WHAT TO PRODUCE | Go to the line containing "Replace the stored" in the records below and print it and every following line exactly, on through the line containing "fn list(&self, owner: &OwnerId)", then stop.
═══ DATA SECTION
use serde::Serialize;

use super::domain::{Client, ClientId, OwnerId};
use super::engine::DerivedFields;
use super::reconcile::DerivedPatch;

/// Document store holding client records per owning user.
pub trait ClientRepository: Send + Sync {
    fn insert(&self, owner: &OwnerId, client: Client) -> Result<Client, RepositoryError>;
    /// Replace the stored document with `client`.
    fn save(&self, owner: &OwnerId, client: Client) -> Result<(), RepositoryError>;
    fn fetch(&self, owner: &OwnerId, id: &ClientId) -> Result<Option<Client>, RepositoryError>;
    fn list(&self, owner: &OwnerId) -> Result<Vec<Client>, RepositoryError>;
    /// Merge the derived attributes into the stored document.
    fn apply_derived(
        &self,
        owner: &OwnerId,
        id: &ClientId,
        patch: &DerivedPatch,
    ) -> Result<(), RepositoryError>;
}

/// Error enumeration for repository failures.
#[derive(Debug, thiserror::Error)]
pub enum RepositoryError {
    #[error("record already exists")]
    Conflict,
    #[error("record not found")]
    NotFound,
    #[error("repository unavailable: {0}")]
    Unavailable(String),
}

/// Client document together with its freshly derived attributes.
#[derive(Debug, Clone, Serialize)]
pub struct ClientView {
    pub client: Client,
    pub derived: DerivedFields,
}

/// Row of the client list.
#[derive(Debug, Clone, Serialize)]
#[serde(rename_all = "camelCase")]
pub struct ClientSummaryView {
    pub id: ClientId,
    pub raison_sociale: String,
    pub siren: String,
    pub niveau_obligation: &'static str,
    pub maturite_digitale: &'static str,
    pub cartographie_client: &'static str,
    pub completion_pct: f32,
}

impl ClientView {
    pub fn summary(&self) -> ClientSummaryView {
        ClientSummaryView {
            id: self.client.id.clone(),
            raison_sociale: self.client.raison_sociale.clone(),
            siren: self.client.siren.clone(),
            niveau_obligation: self.derived.obligation_score.level.label(),
            maturite_digitale: self.derived.maturity.level.label(),
            cartographie_client: self.derived.cartographie.label(),
            completion_pct: self.derived.completion_pct,
        }
    }
}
══════
OUTPUT OF THE EXERCISE |
    /// Replace the stored document with `client`.
    fn save(&self, owner: &OwnerId, client: Client) -> Result<(), RepositoryError>;
    fn fetch(&self, owner: &OwnerId, id: &ClientId) -> Result<Option<Client>, RepositoryError>;
    fn list(&self, owner: &OwnerId) -> Result<Vec<Client>, RepositoryError>;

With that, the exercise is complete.